How many lines of these entries hold the string "field"? Answer with the number alone.

# Collected data
========================================================================

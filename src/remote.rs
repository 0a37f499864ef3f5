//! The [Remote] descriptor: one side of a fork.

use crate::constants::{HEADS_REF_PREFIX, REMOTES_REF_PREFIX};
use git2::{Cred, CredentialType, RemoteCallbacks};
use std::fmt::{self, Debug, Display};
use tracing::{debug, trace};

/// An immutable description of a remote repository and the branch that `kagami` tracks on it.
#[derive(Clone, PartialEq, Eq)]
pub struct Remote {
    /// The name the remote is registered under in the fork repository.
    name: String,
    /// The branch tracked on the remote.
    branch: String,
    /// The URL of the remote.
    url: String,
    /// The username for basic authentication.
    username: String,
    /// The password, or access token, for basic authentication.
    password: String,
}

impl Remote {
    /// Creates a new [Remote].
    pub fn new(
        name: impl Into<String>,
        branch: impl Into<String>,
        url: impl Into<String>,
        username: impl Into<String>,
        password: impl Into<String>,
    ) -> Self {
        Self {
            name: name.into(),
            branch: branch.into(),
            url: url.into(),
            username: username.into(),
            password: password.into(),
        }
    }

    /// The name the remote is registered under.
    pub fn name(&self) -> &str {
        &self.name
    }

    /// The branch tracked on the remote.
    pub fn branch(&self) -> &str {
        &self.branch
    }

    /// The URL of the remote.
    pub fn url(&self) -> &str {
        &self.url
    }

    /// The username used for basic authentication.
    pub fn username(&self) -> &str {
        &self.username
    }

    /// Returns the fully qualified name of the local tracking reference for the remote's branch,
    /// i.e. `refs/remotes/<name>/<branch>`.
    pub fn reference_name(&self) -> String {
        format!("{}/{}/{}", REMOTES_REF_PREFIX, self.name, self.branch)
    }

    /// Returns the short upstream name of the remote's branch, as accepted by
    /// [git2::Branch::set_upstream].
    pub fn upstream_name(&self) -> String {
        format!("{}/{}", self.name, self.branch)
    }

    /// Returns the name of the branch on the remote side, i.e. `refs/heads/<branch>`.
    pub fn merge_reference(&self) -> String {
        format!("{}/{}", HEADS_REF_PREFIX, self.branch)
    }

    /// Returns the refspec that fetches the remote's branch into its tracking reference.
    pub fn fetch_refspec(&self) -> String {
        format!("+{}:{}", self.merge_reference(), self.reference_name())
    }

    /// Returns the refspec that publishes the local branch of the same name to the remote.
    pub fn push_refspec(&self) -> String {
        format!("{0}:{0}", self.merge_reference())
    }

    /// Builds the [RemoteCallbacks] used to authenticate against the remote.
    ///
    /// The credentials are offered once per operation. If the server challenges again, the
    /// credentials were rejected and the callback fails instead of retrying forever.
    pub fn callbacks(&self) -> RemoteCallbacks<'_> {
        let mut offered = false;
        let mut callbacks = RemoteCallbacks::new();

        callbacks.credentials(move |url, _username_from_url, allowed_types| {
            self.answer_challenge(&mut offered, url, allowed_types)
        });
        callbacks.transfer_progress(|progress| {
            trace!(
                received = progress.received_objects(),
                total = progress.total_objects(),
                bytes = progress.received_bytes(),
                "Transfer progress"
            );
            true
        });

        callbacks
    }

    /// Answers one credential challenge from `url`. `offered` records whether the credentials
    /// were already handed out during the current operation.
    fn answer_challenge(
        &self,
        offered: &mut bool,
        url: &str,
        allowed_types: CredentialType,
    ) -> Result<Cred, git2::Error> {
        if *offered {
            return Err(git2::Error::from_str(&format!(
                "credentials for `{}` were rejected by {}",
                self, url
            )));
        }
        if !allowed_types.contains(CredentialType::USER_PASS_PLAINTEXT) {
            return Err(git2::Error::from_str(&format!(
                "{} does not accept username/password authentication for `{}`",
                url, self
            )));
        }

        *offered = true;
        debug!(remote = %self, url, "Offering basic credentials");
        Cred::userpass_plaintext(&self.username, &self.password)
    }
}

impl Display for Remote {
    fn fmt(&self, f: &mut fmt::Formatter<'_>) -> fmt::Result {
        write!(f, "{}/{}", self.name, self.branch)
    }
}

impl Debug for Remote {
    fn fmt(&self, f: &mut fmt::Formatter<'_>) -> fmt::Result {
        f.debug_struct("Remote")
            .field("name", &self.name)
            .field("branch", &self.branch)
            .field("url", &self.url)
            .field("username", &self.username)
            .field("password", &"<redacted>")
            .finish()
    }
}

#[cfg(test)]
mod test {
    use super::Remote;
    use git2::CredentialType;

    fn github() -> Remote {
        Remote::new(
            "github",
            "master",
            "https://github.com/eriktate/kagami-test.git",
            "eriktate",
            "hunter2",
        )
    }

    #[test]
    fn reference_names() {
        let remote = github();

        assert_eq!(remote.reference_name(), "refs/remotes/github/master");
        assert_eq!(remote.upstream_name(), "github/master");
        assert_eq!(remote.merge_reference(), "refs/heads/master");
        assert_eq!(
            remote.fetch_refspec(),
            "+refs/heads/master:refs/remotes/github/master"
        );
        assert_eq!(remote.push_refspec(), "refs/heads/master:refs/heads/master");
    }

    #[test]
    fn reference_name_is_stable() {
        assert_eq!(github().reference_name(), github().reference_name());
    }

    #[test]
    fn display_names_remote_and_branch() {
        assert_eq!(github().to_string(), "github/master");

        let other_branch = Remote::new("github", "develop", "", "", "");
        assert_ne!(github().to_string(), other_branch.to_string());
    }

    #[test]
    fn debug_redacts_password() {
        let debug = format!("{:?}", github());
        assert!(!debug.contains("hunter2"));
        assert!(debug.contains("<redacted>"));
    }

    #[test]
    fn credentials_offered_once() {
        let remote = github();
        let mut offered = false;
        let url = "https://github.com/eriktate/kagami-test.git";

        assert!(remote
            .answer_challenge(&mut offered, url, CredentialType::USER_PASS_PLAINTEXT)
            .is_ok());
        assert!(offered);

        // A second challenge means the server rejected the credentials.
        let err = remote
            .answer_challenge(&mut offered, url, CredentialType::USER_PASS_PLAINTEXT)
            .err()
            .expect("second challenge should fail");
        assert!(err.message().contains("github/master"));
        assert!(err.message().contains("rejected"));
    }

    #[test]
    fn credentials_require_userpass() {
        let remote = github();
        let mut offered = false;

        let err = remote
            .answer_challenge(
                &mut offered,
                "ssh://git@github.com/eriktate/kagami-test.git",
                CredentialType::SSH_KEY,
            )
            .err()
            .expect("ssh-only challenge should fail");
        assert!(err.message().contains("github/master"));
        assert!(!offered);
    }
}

========================================================================

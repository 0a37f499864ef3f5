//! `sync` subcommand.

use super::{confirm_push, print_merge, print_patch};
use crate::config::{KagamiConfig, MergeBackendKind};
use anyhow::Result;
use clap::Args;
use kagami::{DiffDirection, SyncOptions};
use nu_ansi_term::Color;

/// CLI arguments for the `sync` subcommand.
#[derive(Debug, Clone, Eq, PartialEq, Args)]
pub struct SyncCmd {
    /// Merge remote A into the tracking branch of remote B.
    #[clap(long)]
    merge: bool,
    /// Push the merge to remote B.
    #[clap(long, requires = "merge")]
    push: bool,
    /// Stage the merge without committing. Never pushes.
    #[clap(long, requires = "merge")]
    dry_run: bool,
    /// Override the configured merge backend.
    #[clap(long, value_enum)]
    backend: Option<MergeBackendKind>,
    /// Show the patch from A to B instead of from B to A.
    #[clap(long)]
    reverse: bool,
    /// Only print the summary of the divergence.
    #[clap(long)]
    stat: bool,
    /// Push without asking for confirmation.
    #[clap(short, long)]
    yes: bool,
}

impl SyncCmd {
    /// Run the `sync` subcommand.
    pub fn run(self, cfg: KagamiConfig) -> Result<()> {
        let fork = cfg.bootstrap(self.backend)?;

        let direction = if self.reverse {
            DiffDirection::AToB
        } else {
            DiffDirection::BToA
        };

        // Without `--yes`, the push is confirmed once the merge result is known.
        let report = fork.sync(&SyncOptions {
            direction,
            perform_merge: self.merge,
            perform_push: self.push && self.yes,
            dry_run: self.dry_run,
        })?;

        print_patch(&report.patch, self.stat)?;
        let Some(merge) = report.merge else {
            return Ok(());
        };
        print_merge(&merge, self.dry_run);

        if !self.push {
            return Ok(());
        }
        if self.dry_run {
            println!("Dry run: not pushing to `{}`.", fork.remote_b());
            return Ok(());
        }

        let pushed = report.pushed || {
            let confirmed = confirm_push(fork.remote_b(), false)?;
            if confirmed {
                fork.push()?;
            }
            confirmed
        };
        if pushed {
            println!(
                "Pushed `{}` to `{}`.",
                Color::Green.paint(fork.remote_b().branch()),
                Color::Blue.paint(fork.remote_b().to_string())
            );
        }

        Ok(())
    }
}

========================================================================

# Written answer
5